Patrick Christopher

Personal information
- Born: June 3, 1988 (age 38) Compton, California, U.S.
- Listed height: 6 ft 5 in (1.96 m)
- Listed weight: 209 lb (95 kg)

Career information
- High school: Mayfair (Lakewood, California); Dominguez (Compton, California);
- College: California (2006–2010)
- NBA draft: 2010: undrafted
- Playing career: 2010–2016
- Position: Shooting guard / small forward
- Number: 19

Career history
- 2010–2011: Antalya BB
- 2011–2012: Cholet Basket
- 2012–2013: Beşiktaş
- 2013–2014: Iowa Energy
- 2014–2015: Utah Jazz
- 2015–2016: Iowa Energy

Career highlights
- NBA D-League All-Defensive Second Team (2014); Turkish Presidential Cup winner (2012); 2× First-team All-Pac-10 (2009, 2010);
- Stats at NBA.com
- Stats at Basketball Reference

= Patrick Christopher =

American basketball player (born 1988)

James Patrick Christopher (born June 3, 1988) is an American former professional basketball player. He played college basketball for the California Golden Bears and was a two-time first-team all-conference selection in the Pac-10 (now known as the Pac-12). He briefly played in the National Basketball Association (NBA) for the Utah Jazz.

==High school career==
Christopher was born in Artesia, California. He attended Mayfair High School in Lakewood, California, his freshman through junior years. He averaged 19.8 points per game as a junior in 2004–05, helping his team to a 19–10 record.

For his senior year, Christopher moved to Dominguez High School in Compton, California, where he averaged 21 points, 9 rebounds and 3 assists per game, earning first-team All-CIF honors for the 2005–06 season.
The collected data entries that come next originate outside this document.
use super::utils::{validate_sign_in, validate_sign_up, AuthFormState, AuthTab};
use crate::{
    api::{AuthError, OAuthProvider},
    router::FEED,
    state::auth::{use_auth, AuthContext},
    utils::navigation::Navigator,
};
use leptos::*;

pub const SIGN_IN_SUCCESS: &str = "Successfully signed in! Redirecting...";
pub const SIGN_UP_SUCCESS: &str =
    "Account created successfully! Please check your email to verify your account.";

#[cfg(target_arch = "wasm32")]
const REDIRECT_DELAY_MS: u32 = 1_000;

#[derive(Clone)]
pub struct AuthViewModel {
    pub form: AuthFormState,
    pub error: RwSignal<Option<String>>,
    pub success: RwSignal<Option<String>>,
    pub pending: RwSignal<bool>,
    auth: AuthContext,
    navigator: Navigator,
}

pub fn use_auth_view_model() -> AuthViewModel {
    let navigator = use_context::<Navigator>().unwrap_or_else(Navigator::location);
    AuthViewModel::new(use_auth(), navigator)
}

fn message_or(error: AuthError, fallback: &str) -> String {
    if error.message.trim().is_empty() {
        fallback.to_string()
    } else {
        error.message
    }
}

impl AuthViewModel {
    pub fn new(auth: AuthContext, navigator: Navigator) -> Self {
        Self {
            form: AuthFormState::default(),
            error: create_rw_signal(None),
            success: create_rw_signal(None),
            pending: create_rw_signal(false),
            auth,
            navigator,
        }
    }

    pub fn select_tab(&self, tab: AuthTab) {
        self.form.tab.set(tab);
        self.clear_messages();
    }

    pub fn clear_messages(&self) {
        self.error.set(None);
        self.success.set(None);
    }

    /// Returns whether the sign in went through.
    pub async fn submit_sign_in(&self) -> bool {
        if self.pending.get_untracked() {
            return false;
        }
        self.clear_messages();
        let email = self.form.email.get_untracked().trim().to_string();
        let password = self.form.password.get_untracked();
        if let Err(message) = validate_sign_in(&email, &password) {
            self.error.set(Some(message));
            return false;
        }

        self.pending.set(true);
        let result = self.auth.sign_in(&email, &password).await;
        self.pending.set(false);
        match result {
            Ok(()) => {
                self.success.set(Some(SIGN_IN_SUCCESS.into()));
                let navigator = self.navigator.clone();
                spawn_local(async move {
                    redirect_pause().await;
                    navigator.navigate(FEED);
                });
                true
            }
            Err(err) => {
                self.error.set(Some(message_or(
                    err,
                    "Failed to sign in. Please check your credentials.",
                )));
                false
            }
        }
    }

    pub async fn submit_sign_up(&self) -> bool {
        if self.pending.get_untracked() {
            return false;
        }
        self.clear_messages();
        let email = self.form.email.get_untracked().trim().to_string();
        let password = self.form.password.get_untracked();
        let full_name = self.form.full_name.get_untracked().trim().to_string();
        if let Err(message) = validate_sign_up(&email, &password, &full_name) {
            self.error.set(Some(message));
            return false;
        }

        self.pending.set(true);
        let result = self.auth.sign_up(&email, &password, &full_name).await;
        self.pending.set(false);
        match result {
            Ok(()) => {
                self.success.set(Some(SIGN_UP_SUCCESS.into()));
                true
            }
            Err(err) => {
                self.error.set(Some(message_or(
                    err,
                    "Failed to create account. Please try again.",
                )));
                false
            }
        }
    }

    /// Pending stays set on success: the browser is leaving the page.
    pub async fn continue_with_google(&self) {
        if self.pending.get_untracked() {
            return;
        }
        self.error.set(None);
        self.pending.set(true);
        if let Err(err) = self.auth.sign_in_with_oauth(OAuthProvider::Google).await {
            self.error
                .set(Some(message_or(err, "Failed to sign in with Google")));
            self.pending.set(false);
        }
    }
}

async fn redirect_pause() {
    #[cfg(target_arch = "wasm32")]
    gloo_timers::future::TimeoutFuture::new(REDIRECT_DELAY_MS).await;
}
#[cfg(all(test, not(target_arch = "wasm32")))]
pub mod ssr;

#[cfg(test)]
pub mod storage {
    use std::cell::{Cell, RefCell};
    use std::collections::HashMap;

    use crate::api::StorageError;
    use crate::utils::storage::KeyValueStore;

    /// In-memory stand-in for `localStorage` that can be told to fail.
    #[derive(Default)]
    pub struct MemoryStorage {
        values: RefCell<HashMap<String, String>>,
        fail_reads: Cell<bool>,
        fail_writes: Cell<bool>,
    }

    impl MemoryStorage {
        pub fn insert(&self, key: &str, value: &str) {
            self.values
                .borrow_mut()
                .insert(key.to_string(), value.to_string());
        }

        pub fn fail_reads(&self, fail: bool) {
            self.fail_reads.set(fail);
        }

        /// Also fails removals.
        pub fn fail_writes(&self, fail: bool) {
            self.fail_writes.set(fail);
        }

        pub fn raw(&self, key: &str) -> Option<String> {
            self.values.borrow().get(key).cloned()
        }
    }

    impl KeyValueStore for MemoryStorage {
        fn get_item(&self, key: &str) -> Result<Option<String>, StorageError> {
            if self.fail_reads.get() {
                return Err(StorageError::Read { key: key.into() });
            }
            Ok(self.raw(key))
        }

        fn set_item(&self, key: &str, value: &str) -> Result<(), StorageError> {
            if self.fail_writes.get() {
                return Err(StorageError::Write { key: key.into() });
            }
            self.insert(key, value);
            Ok(())
        }

        fn remove_item(&self, key: &str) -> Result<(), StorageError> {
            if self.fail_writes.get() {
                return Err(StorageError::Remove { key: key.into() });
            }
            self.values.borrow_mut().remove(key);
            Ok(())
        }
    }
}

#[cfg(test)]
pub mod helpers {
    use std::cell::RefCell;
    use std::rc::Rc;

    use crate::api::{AuthUser, Session, UserMetadata};
    use crate::config::{BackendConfig, APPLICATION_NAME, STORAGE_KEY};
    use crate::utils::navigation::Navigator;

    pub fn backend_config() -> BackendConfig {
        BackendConfig {
            url: "https://project.supabase.co".into(),
            anon_key: "anon-key".into(),
            storage_key: STORAGE_KEY.into(),
            application_name: APPLICATION_NAME.into(),
        }
    }

    pub fn user_with(id: &str, email: &str, full_name: Option<&str>) -> AuthUser {
        AuthUser {
            id: id.into(),
            email: Some(email.into()),
            user_metadata: UserMetadata {
                full_name: full_name.map(str::to_string),
                ..UserMetadata::default()
            },
            identities: None,
            created_at: None,
        }
    }

    pub fn session_for(user: AuthUser) -> Session {
        crate::api::test_support::session_for_user(user)
    }

    /// Navigator that records every target instead of leaving the page.
    pub fn recording_navigator() -> (Navigator, Rc<RefCell<Vec<String>>>) {
        let visited = Rc::new(RefCell::new(Vec::new()));
        let sink = visited.clone();
        let navigator = Navigator::new(move |path| sink.borrow_mut().push(path.to_string()));
        (navigator, visited)
    }

    /// Lets spawned local tasks run to completion.
    #[cfg(not(target_arch = "wasm32"))]
    pub async fn settle() {
        for _ in 0..16 {
            tokio::task::yield_now().await;
        }
    }

    /// Provides an [`AuthContext`](crate::state::auth::AuthContext) frozen at
    /// `state`, backed by fakes, plus a recording [`Navigator`].
    pub fn provide_auth_state(state: crate::state::auth::AuthState) -> Rc<RefCell<Vec<String>>> {
        use crate::api::test_support::{FakeBackend, FakeProfiles};
        use crate::state::auth::AuthContext;
        use leptos::provide_context;

        let (navigator, visited) = recording_navigator();
        let ctx = AuthContext::new(FakeBackend::new(), FakeProfiles::new(), navigator.clone());
        ctx.set_state(state);
        provide_context(ctx);
        provide_context(navigator);
        visited
    }
}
He was rated the No. 44 overall recruit and No. 6 player in the state of California by Rivals.com and was considered the No. 17 shooting guard in the country by Scout.com.

==College career==
After graduating high school, Christopher attended the University of California, Berkeley, where he averaged 15.6 points, 5.4 rebounds and 2 assists as a senior for the Golden Bears. He was named first-team All-Pac-10 after both his junior and senior seasons and finished his Cal career ranked third in Golden Bear history in scoring with 1,700 points and fourth in three-pointers made with 164.

==Professional career==
After going undrafted in the 2010 NBA draft, Christopher played for the Detroit Pistons in the NBA Summer League. He later moved to Turkey for the 2010–11 season to play for Antalya BB. In 28 games, he averaged 15.9 points, 4.4 rebounds, 1.7 assists and 1.3 steals per game.
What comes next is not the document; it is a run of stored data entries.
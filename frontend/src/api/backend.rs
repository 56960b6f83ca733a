use std::{
    cell::{Cell, RefCell},
    rc::{Rc, Weak},
};

use async_trait::async_trait;

use super::{
    error::{AuthError, QueryError},
    types::{AuthChangeEvent, NewUserProfile, OAuthProvider, Session, SignUpMetadata, UserProfile},
};

pub type SessionListener = Rc<dyn Fn(AuthChangeEvent, Option<Session>)>;

/// Session half of the managed backend.
#[async_trait(?Send)]
pub trait AuthBackend {
    async fn get_session(&self) -> Result<Option<Session>, AuthError>;

    fn on_session_change(&self, listener: SessionListener) -> Subscription;

    async fn sign_in_with_password(&self, email: &str, password: &str) -> Result<(), AuthError>;

    async fn sign_up(
        &self,
        email: &str,
        password: &str,
        metadata: SignUpMetadata,
    ) -> Result<(), AuthError>;

    /// Starts a redirect flow; the session arrives later through `on_session_change`.
    async fn sign_in_with_oauth(
        &self,
        provider: OAuthProvider,
        redirect_to: &str,
    ) -> Result<(), AuthError>;

    async fn sign_out(&self) -> Result<(), AuthError>;
}

/// The `users` collection, as far as profile bootstrap needs it.
#[async_trait(?Send)]
pub trait ProfileStore {
    async fn find_profile(&self, id: &str) -> Result<Option<UserProfile>, QueryError>;

    async fn insert_profile(&self, profile: &NewUserProfile) -> Result<(), QueryError>;
}

#[derive(Default)]
pub struct ListenerRegistry {
    next_id: Cell<u64>,
    listeners: RefCell<Vec<(u64, SessionListener)>>,
}

impl ListenerRegistry {
    pub fn new() -> Rc<Self> {
        Rc::new(Self::default())
    }

    pub fn subscribe(self: &Rc<Self>, listener: SessionListener) -> Subscription {
        let id = self.next_id.get();
        self.next_id.set(id + 1);
        self.listeners.borrow_mut().push((id, listener));
        Subscription {
            id,
            registry: Rc::downgrade(self),
            active: Cell::new(true),
        }
    }

    fn remove(&self, id: u64) {
        self.listeners.borrow_mut().retain(|(entry, _)| *entry != id);
    }

    #[cfg(test)]
    pub fn len(&self) -> usize {
        self.listeners.borrow().len()
    }

    #[cfg(test)]
    pub fn is_empty(&self) -> bool {
        self.len() == 0
    }

    pub fn notify(&self, event: AuthChangeEvent, session: Option<Session>) {
        // Snapshot so listeners may (un)subscribe while being notified.
        let snapshot: Vec<SessionListener> = self
            .listeners
            .borrow()
            .iter()
            .map(|(_, listener)| listener.clone())
            .collect();
        for listener in snapshot {
            listener(event, session.clone());
        }
    }
}

/// Handle returned by `on_session_change`. Dropping it unregisters the listener.
pub struct Subscription {
    id: u64,
    registry: Weak<ListenerRegistry>,
    active: Cell<bool>,
}

impl Subscription {
    pub fn unsubscribe(&self) {
        if !self.active.replace(false) {
            return;
        }
        if let Some(registry) = self.registry.upgrade() {
            registry.remove(self.id);
        }
    }

    #[cfg(test)]
    pub fn is_active(&self) -> bool {
        self.active.get()
    }
}

impl Drop for Subscription {
    fn drop(&mut self) {
        self.unsubscribe();
    }
}
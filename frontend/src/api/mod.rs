mod auth;
pub mod avatars;
pub mod backend;
pub mod client;
pub mod error;
mod profiles;
pub mod types;

pub use avatars::{AvatarError, AvatarFile};
pub use backend::{AuthBackend, ProfileStore, SessionListener, Subscription};
pub use client::SupabaseClient;
pub use error::*;
pub use types::*;

#[cfg(test)]
pub mod test_support;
In December 2011, Christopher signed with Cholet Basket of the French LNB Pro A. In 26 games during the 2011–12 season, he averaged 12.8 points and 2.4 rebounds per game.

In July 2012, Christopher joined the Sacramento Kings for the NBA Summer League, but did not play. He later returned to Turkey for the 2012–13 season to play for Beşiktaş. He averaged 11.0 points, 2.8 rebounds, 1.1 assists in 26 Turkish League games and 8.4 points, 2.3 rebounds and 1.0 assists in 24 EuroLeague games.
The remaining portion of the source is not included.